Data:
━━━━━━━━━━

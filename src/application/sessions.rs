use std::path::{Path, PathBuf};

use crate::application::palette::clean_path;
use crate::domain::{SessionInfo, SessionSpec, tool_env, tool_needs_warmup};
use crate::infrastructure::process::{CommandOutput, command_line, execute, execute_interactive};

const TMUX: &str = "tmux";
const FALLBACK_SHELL: &str = "/bin/sh";
const TERMINAL_ENV_KEYS: [&str; 5] = [
    "TERM",
    "TERM_PROGRAM",
    "TERM_PROGRAM_VERSION",
    "COLORTERM",
    "COLORFGBG",
];
const TOOL_THEN_SHELL: &str = "\"$1\"; exec \"$0\"";
const LIST_WINDOWS_FORMAT: &str = "#{session_name}\t#{window_name}\t#{session_path}";

#[derive(Debug, Clone, PartialEq, Eq)]
pub enum SessionError {
    CommandFailed { command: String, output: String },
    Io(String),
}

impl SessionError {
    pub fn message(&self) -> String {
        match self {
            Self::CommandFailed { command, output } if output.is_empty() => {
                format!("{command}: command failed")
            }
            Self::CommandFailed { command, output } => format!("{command}: {output}"),
            Self::Io(message) => message.clone(),
        }
    }
}

/// Session lifecycle against the terminal multiplexer.
pub trait SessionManager: Send + Sync {
    fn open_session(&self, spec: &SessionSpec) -> Result<(), SessionError>;
    /// Ensures the tool window exists. `true` when this call created it.
    fn prewarm_session(&self, spec: &SessionSpec) -> Result<bool, SessionError>;
    fn kill_session(&self, spec: &SessionSpec) -> Result<(), SessionError>;
    fn list_sessions(&self) -> Result<Vec<SessionInfo>, SessionError>;
    fn attach_session(&self, name: &str) -> Result<(), SessionError>;
    fn switch_to_last_client(&self) -> Result<(), SessionError>;
    fn inside_multiplexer(&self) -> bool;
}

pub trait MultiplexerRunner: Send + Sync {
    fn output(&self, args: &[String]) -> Result<CommandOutput, String>;
    fn interactive(&self, args: &[String]) -> Result<(), String>;
}

pub struct TmuxRunner;

impl MultiplexerRunner for TmuxRunner {
    fn output(&self, args: &[String]) -> Result<CommandOutput, String> {
        execute(TMUX, args, None)
    }

    fn interactive(&self, args: &[String]) -> Result<(), String> {
        execute_interactive(TMUX, args)
    }
}

#[derive(Debug, Clone, PartialEq, Eq)]
pub struct SessionEnvironment {
    pub shell: String,
    pub inside_tmux: bool,
    pub tmux_pane: Option<String>,
    pub terminal_env: Vec<(String, String)>,
}

impl Default for SessionEnvironment {
    fn default() -> Self {
        Self {
            shell: FALLBACK_SHELL.to_string(),
            inside_tmux: false,
            tmux_pane: None,
            terminal_env: Vec::new(),
        }
    }
}

impl SessionEnvironment {
    pub fn from_env() -> Self {
        Self::from_lookup(|key| std::env::var(key).ok())
    }

    pub fn from_lookup(lookup: impl Fn(&str) -> Option<String>) -> Self {
        let non_empty = |key: &str| lookup(key).filter(|value| !value.trim().is_empty());
        Self {
            shell: non_empty("SHELL").unwrap_or_else(|| FALLBACK_SHELL.to_string()),
            inside_tmux: non_empty("TMUX").is_some(),
            tmux_pane: non_empty("TMUX_PANE"),
            terminal_env: TERMINAL_ENV_KEYS
                .iter()
                .filter_map(|key| non_empty(key).map(|value| ((*key).to_string(), value)))
                .collect(),
        }
    }
}

/// Workspace session name for a worktree directory: the cleaned path with
/// every run of characters outside `[A-Za-z0-9_-]` collapsed to `-`.
pub fn workspace_session_name(dir_path: &Path) -> String {
    let cleaned = clean_path(dir_path);
    let mut name = String::new();
    let mut last_was_separator = false;
    for character in cleaned.to_string_lossy().chars() {
        if character.is_ascii_alphanumeric() || character == '_' || character == '-' {
            name.push(character);
            last_was_separator = false;
            continue;
        }
        if !last_was_separator {
            name.push('-');
            last_was_separator = true;
        }
    }
    name.trim_matches('-').to_string()
}

pub fn window_target(session: &str, window: &str) -> String {
    format!("={session}:{window}")
}

pub fn kill_error_is_tolerated(output: &str) -> bool {
    let lower = output.to_ascii_lowercase();
    lower.contains("can't find session") || lower.contains("no server running")
}

pub fn duplicate_session_error(output: &str) -> bool {
    output.to_ascii_lowercase().contains("duplicate session")
}

fn no_server_error(output: &str) -> bool {
    let lower = output.to_ascii_lowercase();
    lower.contains("no server running") || lower.contains("error connecting to")
}

fn strings<const N: usize>(values: [&str; N]) -> Vec<String> {
    values.into_iter().map(str::to_string).collect()
}

pub struct TmuxSessionManager<R = TmuxRunner> {
    runner: R,
    environment: SessionEnvironment,
}

impl TmuxSessionManager<TmuxRunner> {
    pub fn from_env() -> Self {
        Self::new(TmuxRunner, SessionEnvironment::from_env())
    }
}

impl<R: MultiplexerRunner> TmuxSessionManager<R> {
    pub fn new(runner: R, environment: SessionEnvironment) -> Self {
        Self {
            runner,
            environment,
        }
    }

    fn run(&self, args: Vec<String>) -> Result<CommandOutput, SessionError> {
        self.runner.output(&args).map_err(SessionError::Io)
    }

    fn run_checked(&self, args: Vec<String>) -> Result<CommandOutput, SessionError> {
        let output = self.run(args.clone())?;
        if output.success {
            return Ok(output);
        }
        Err(command_failed(&args, &output))
    }

    fn has_session(&self, session: &str) -> Result<bool, SessionError> {
        let output = self.run(strings(["has-session", "-t", &format!("={session}")]))?;
        Ok(output.success)
    }

    fn has_window(&self, session: &str, window: &str) -> Result<bool, SessionError> {
        let output = self.run_checked(strings([
            "list-windows",
            "-t",
            &format!("={session}"),
            "-F",
            "#{window_name}",
        ]))?;
        Ok(output.stdout.lines().any(|line| line.trim() == window))
    }

    fn launch_args(&self, spec: &SessionSpec) -> Vec<String> {
        let mut args = strings(["-c", &spec.dir_path.to_string_lossy()]);
        for (key, value) in tool_env(&spec.tool)
            .into_iter()
            .chain(self.environment.terminal_env.iter().cloned())
        {
            args.push("-e".to_string());
            args.push(format!("{key}={value}"));
        }
        if tool_needs_warmup(&spec.tool) {
            args.extend(strings([
                "sh",
                "-c",
                TOOL_THEN_SHELL,
                &self.environment.shell,
                &spec.tool,
            ]));
        }
        args
    }

    fn new_window(&self, session: &str, spec: &SessionSpec) -> Result<(), SessionError> {
        let target = format!("={session}:");
        let mut args = strings(["new-window", "-d", "-t", &target, "-n", &spec.tool]);
        args.extend(self.launch_args(spec));
        self.run_checked(args).map(|_| ())
    }

    fn ensure_session(&self, spec: &SessionSpec) -> Result<bool, SessionError> {
        let session = workspace_session_name(&spec.dir_path);
        if self.has_session(&session)? {
            if self.has_window(&session, &spec.tool)? {
                return Ok(false);
            }
            self.new_window(&session, spec)?;
            return Ok(true);
        }

        let mut args = strings(["new-session", "-d", "-s", &session, "-n", &spec.tool]);
        args.extend(self.launch_args(spec));
        let output = self.run(args.clone())?;
        if output.success {
            return Ok(true);
        }
        if duplicate_session_error(&output.combined()) {
            if !self.has_window(&session, &spec.tool)? {
                self.new_window(&session, spec)?;
            }
            return Ok(true);
        }
        Err(command_failed(&args, &output))
    }

    fn client_tty(&self) -> Option<String> {
        let pane = self.environment.tmux_pane.as_ref()?;
        let output = self
            .run(strings(["display-message", "-p", "-t", pane, "#{client_tty}"]))
            .ok()?;
        let tty = output.stdout.trim().to_string();
        (output.success && !tty.is_empty()).then_some(tty)
    }

    fn switch_to(&self, target: &str) -> Result<(), SessionError> {
        if let Some(tty) = self.client_tty() {
            let output = self.run(strings(["switch-client", "-c", &tty, "-t", target]))?;
            if output.success {
                return Ok(());
            }
        }
        self.run_checked(strings(["switch-client", "-t", target]))
            .map(|_| ())
    }

    fn attach_target(&self, target: &str) -> Result<(), SessionError> {
        self.run_checked(strings(["select-window", "-t", target]))?;
        if self.environment.inside_tmux {
            return self.switch_to(target);
        }

        let args = strings(["attach-session", "-t", target]);
        self.runner
            .interactive(&args)
            .map_err(|output| SessionError::CommandFailed {
                command: command_line(TMUX, &args),
                output,
            })
    }
}

impl<R: MultiplexerRunner> SessionManager for TmuxSessionManager<R> {
    fn open_session(&self, spec: &SessionSpec) -> Result<(), SessionError> {
        self.ensure_session(spec)?;
        if spec.detach {
            return Ok(());
        }
        let session = workspace_session_name(&spec.dir_path);
        self.attach_target(&window_target(&session, &spec.tool))
    }

    fn prewarm_session(&self, spec: &SessionSpec) -> Result<bool, SessionError> {
        self.ensure_session(spec)
    }

    fn kill_session(&self, spec: &SessionSpec) -> Result<(), SessionError> {
        let session = workspace_session_name(&spec.dir_path);
        let args = strings(["kill-session", "-t", &format!("={session}")]);
        let output = self.run(args.clone())?;
        if output.success || kill_error_is_tolerated(&output.combined()) {
            return Ok(());
        }
        Err(command_failed(&args, &output))
    }

    fn list_sessions(&self) -> Result<Vec<SessionInfo>, SessionError> {
        let args = strings(["list-windows", "-a", "-F", LIST_WINDOWS_FORMAT]);
        let output = self.run(args.clone())?;
        if !output.success {
            if no_server_error(&output.combined()) {
                return Ok(Vec::new());
            }
            return Err(command_failed(&args, &output));
        }
        Ok(parse_window_list(&output.stdout))
    }

    fn attach_session(&self, name: &str) -> Result<(), SessionError> {
        self.attach_target(&format!("={name}"))
    }

    fn switch_to_last_client(&self) -> Result<(), SessionError> {
        self.run_checked(strings(["switch-client", "-l"])).map(|_| ())
    }

    fn inside_multiplexer(&self) -> bool {
        self.environment.inside_tmux
    }
}

fn command_failed(args: &[String], output: &CommandOutput) -> SessionError {
    SessionError::CommandFailed {
        command: command_line(TMUX, args),
        output: output.combined(),
    }
}

fn parse_window_list(stdout: &str) -> Vec<SessionInfo> {
    stdout
        .lines()
        .filter_map(|line| {
            let mut fields = line.splitn(3, '\t');
            let session = fields.next()?.trim();
            let window = fields.next()?.trim();
            let path = fields.next().unwrap_or_default().trim();
            if session.is_empty() || window.is_empty() {
                return None;
            }
            Some(SessionInfo::new(
                format!("{session}:{window}"),
                PathBuf::from(path),
                window,
            ))
        })
        .collect()
}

━━━━━━━━━━

Quote the data above from the line containing "Self::from_lookup(|key| std::env::var(key).ok())" to the line containing "if character.is_ascii_alphanumeric() ||", inclusive, and stop.

        Self::from_lookup(|key| std::env::var(key).ok())
    }

    pub fn from_lookup(lookup: impl Fn(&str) -> Option<String>) -> Self {
        let non_empty = |key: &str| lookup(key).filter(|value| !value.trim().is_empty());
        Self {
            shell: non_empty("SHELL").unwrap_or_else(|| FALLBACK_SHELL.to_string()),
            inside_tmux: non_empty("TMUX").is_some(),
            tmux_pane: non_empty("TMUX_PANE"),
            terminal_env: TERMINAL_ENV_KEYS
                .iter()
                .filter_map(|key| non_empty(key).map(|value| ((*key).to_string(), value)))
                .collect(),
        }
    }
}

/// Workspace session name for a worktree directory: the cleaned path with
/// every run of characters outside `[A-Za-z0-9_-]` collapsed to `-`.
pub fn workspace_session_name(dir_path: &Path) -> String {
    let cleaned = clean_path(dir_path);
    let mut name = String::new();
    let mut last_was_separator = false;
    for character in cleaned.to_string_lossy().chars() {
        if character.is_ascii_alphanumeric() || character == '_' || character == '-' {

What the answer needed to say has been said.